* [What you will do] Repeat verbatim, and only, the lines of the data below, beginning at the line that contains "#[cfg(test)]" and stopping after the line that contains "let names: Vec<_>".

----- Materials provided

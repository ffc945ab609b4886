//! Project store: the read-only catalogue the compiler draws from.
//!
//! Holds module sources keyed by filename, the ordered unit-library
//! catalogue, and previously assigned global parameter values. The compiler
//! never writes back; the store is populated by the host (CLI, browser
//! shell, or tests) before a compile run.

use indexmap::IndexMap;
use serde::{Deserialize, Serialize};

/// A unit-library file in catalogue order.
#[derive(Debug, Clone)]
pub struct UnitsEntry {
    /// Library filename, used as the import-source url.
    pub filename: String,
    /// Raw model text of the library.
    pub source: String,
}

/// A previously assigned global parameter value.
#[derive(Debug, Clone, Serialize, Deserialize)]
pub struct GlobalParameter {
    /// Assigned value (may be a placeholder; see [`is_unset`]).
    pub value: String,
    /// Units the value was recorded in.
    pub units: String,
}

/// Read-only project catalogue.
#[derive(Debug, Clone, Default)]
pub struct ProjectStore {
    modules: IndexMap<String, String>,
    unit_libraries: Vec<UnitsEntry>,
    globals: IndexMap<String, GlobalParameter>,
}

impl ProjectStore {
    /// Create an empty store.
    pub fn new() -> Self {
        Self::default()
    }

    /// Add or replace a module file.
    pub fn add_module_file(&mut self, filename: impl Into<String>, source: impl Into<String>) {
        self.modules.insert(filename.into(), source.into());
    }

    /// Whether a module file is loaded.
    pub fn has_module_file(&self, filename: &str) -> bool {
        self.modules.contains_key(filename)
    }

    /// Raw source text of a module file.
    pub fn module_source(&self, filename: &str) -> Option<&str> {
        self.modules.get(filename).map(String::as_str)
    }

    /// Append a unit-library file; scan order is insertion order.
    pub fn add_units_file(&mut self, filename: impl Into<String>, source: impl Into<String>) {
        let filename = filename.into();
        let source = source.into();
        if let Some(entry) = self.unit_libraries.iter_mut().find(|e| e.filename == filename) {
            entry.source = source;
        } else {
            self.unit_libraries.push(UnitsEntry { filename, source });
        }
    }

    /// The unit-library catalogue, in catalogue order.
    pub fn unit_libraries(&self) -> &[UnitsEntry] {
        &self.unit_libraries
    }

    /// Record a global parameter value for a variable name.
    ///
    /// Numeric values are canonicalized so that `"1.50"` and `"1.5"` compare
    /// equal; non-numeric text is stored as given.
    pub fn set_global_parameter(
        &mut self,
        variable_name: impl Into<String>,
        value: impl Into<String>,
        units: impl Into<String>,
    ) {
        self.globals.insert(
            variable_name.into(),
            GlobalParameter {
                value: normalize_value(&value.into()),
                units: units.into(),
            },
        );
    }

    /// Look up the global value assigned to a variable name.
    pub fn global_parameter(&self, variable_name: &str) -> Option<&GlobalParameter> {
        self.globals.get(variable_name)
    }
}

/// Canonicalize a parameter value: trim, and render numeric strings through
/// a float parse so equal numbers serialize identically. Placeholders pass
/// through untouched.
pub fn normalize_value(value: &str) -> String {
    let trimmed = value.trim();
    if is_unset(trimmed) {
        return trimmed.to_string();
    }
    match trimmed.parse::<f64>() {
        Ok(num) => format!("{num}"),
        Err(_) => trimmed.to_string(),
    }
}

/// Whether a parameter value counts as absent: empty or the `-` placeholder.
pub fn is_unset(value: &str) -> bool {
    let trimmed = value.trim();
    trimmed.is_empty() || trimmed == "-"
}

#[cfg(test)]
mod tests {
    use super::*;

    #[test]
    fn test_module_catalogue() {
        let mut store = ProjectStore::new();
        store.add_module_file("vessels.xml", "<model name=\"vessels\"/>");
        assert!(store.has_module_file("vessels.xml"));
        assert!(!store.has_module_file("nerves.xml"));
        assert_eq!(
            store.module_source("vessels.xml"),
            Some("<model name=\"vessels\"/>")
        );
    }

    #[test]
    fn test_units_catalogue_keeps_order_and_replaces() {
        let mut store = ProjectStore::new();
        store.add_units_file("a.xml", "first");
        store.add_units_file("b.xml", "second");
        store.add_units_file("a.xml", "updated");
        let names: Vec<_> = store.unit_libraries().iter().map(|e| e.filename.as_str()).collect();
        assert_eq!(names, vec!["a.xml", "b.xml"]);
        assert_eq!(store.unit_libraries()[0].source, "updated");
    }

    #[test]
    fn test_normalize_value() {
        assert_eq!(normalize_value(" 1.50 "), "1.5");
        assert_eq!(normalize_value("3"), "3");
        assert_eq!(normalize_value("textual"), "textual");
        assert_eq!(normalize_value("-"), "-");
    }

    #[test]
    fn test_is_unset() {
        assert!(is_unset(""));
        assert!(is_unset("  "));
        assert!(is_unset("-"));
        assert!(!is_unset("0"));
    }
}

----------

* [Result for this task]
#[cfg(test)]
mod tests {
    use super::*;

    #[test]
    fn test_module_catalogue() {
        let mut store = ProjectStore::new();
        store.add_module_file("vessels.xml", "<model name=\"vessels\"/>");
        assert!(store.has_module_file("vessels.xml"));
        assert!(!store.has_module_file("nerves.xml"));
        assert_eq!(
            store.module_source("vessels.xml"),
            Some("<model name=\"vessels\"/>")
        );
    }

    #[test]
    fn test_units_catalogue_keeps_order_and_replaces() {
        let mut store = ProjectStore::new();
        store.add_units_file("a.xml", "first");
        store.add_units_file("b.xml", "second");
        store.add_units_file("a.xml", "updated");
        let names: Vec<_> = store.unit_libraries().iter().map(|e| e.filename.as_str()).collect();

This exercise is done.